**Task requirements**
Exactly reproduce the data from its first line through the line with "let project = check(&options.context).await?;", leaving out every line after it.

*** Begin section ***

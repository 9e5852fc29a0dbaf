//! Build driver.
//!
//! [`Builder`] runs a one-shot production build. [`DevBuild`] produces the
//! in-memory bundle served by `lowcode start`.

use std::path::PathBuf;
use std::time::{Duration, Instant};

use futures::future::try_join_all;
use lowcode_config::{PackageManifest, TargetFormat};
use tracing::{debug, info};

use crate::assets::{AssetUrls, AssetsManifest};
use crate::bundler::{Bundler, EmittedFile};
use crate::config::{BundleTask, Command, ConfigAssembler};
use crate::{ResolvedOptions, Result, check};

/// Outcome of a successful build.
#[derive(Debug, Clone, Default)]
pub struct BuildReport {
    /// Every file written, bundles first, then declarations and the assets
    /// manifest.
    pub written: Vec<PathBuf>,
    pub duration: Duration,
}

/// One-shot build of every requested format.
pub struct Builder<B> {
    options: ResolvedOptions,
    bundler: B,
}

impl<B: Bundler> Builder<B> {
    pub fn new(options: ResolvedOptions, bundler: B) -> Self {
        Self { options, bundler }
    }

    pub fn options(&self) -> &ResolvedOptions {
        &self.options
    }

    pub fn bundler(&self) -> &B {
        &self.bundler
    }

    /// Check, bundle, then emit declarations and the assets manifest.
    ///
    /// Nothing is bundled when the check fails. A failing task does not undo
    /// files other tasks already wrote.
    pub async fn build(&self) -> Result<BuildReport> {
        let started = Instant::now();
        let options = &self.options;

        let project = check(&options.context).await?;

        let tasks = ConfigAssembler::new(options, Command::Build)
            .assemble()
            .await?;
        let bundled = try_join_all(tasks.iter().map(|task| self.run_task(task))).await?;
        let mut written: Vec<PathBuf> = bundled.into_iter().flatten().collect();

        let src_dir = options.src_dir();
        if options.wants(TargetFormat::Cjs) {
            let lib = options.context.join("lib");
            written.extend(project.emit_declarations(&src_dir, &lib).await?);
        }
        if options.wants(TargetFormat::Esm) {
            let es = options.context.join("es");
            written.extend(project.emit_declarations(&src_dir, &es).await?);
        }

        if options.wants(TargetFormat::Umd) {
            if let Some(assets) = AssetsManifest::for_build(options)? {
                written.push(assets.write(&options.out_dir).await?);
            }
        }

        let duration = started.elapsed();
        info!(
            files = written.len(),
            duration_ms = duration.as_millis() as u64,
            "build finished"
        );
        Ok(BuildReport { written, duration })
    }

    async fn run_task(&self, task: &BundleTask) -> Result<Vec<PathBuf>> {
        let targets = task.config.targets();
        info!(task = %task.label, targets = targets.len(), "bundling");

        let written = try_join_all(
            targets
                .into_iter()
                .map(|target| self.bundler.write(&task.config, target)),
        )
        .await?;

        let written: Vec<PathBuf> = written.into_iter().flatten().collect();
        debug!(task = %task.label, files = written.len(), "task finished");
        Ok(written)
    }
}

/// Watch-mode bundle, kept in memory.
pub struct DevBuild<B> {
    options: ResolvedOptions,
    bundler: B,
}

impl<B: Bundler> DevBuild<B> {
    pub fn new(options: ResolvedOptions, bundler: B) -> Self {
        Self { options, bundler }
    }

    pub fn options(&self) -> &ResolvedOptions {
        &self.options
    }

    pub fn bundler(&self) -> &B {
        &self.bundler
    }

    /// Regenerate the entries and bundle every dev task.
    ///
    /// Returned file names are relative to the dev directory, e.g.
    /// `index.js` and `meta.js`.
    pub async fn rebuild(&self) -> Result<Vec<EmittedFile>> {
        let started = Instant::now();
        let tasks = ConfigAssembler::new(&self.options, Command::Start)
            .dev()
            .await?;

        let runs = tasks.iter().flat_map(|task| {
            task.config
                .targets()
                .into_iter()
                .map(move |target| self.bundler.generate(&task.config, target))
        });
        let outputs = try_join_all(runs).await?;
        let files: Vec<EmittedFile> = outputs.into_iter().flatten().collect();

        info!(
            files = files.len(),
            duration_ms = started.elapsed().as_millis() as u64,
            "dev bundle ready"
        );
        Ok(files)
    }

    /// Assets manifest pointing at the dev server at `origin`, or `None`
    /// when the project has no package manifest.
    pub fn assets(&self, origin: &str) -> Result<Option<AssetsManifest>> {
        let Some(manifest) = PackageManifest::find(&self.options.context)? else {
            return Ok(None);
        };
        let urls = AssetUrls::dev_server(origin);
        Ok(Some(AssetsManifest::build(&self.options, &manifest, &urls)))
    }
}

*** End section ***

**Solution to this problem**
repository 9e5852fc29a0dbaf
//! Build driver.
//!
//! [`Builder`] runs a one-shot production build. [`DevBuild`] produces the
//! in-memory bundle served by `lowcode start`.

use std::path::PathBuf;
use std::time::{Duration, Instant};

use futures::future::try_join_all;
use lowcode_config::{PackageManifest, TargetFormat};
use tracing::{debug, info};

use crate::assets::{AssetUrls, AssetsManifest};
use crate::bundler::{Bundler, EmittedFile};
use crate::config::{BundleTask, Command, ConfigAssembler};
use crate::{ResolvedOptions, Result, check};

/// Outcome of a successful build.
#[derive(Debug, Clone, Default)]
pub struct BuildReport {
    /// Every file written, bundles first, then declarations and the assets
    /// manifest.
    pub written: Vec<PathBuf>,
    pub duration: Duration,
}

/// One-shot build of every requested format.
pub struct Builder<B> {
    options: ResolvedOptions,
    bundler: B,
}

impl<B: Bundler> Builder<B> {
    pub fn new(options: ResolvedOptions, bundler: B) -> Self {
        Self { options, bundler }
    }

    pub fn options(&self) -> &ResolvedOptions {
        &self.options
    }

    pub fn bundler(&self) -> &B {
        &self.bundler
    }

    /// Check, bundle, then emit declarations and the assets manifest.
    ///
    /// Nothing is bundled when the check fails. A failing task does not undo
    /// files other tasks already wrote.
    pub async fn build(&self) -> Result<BuildReport> {
        let started = Instant::now();
        let options = &self.options;

        let project = check(&options.context).await?;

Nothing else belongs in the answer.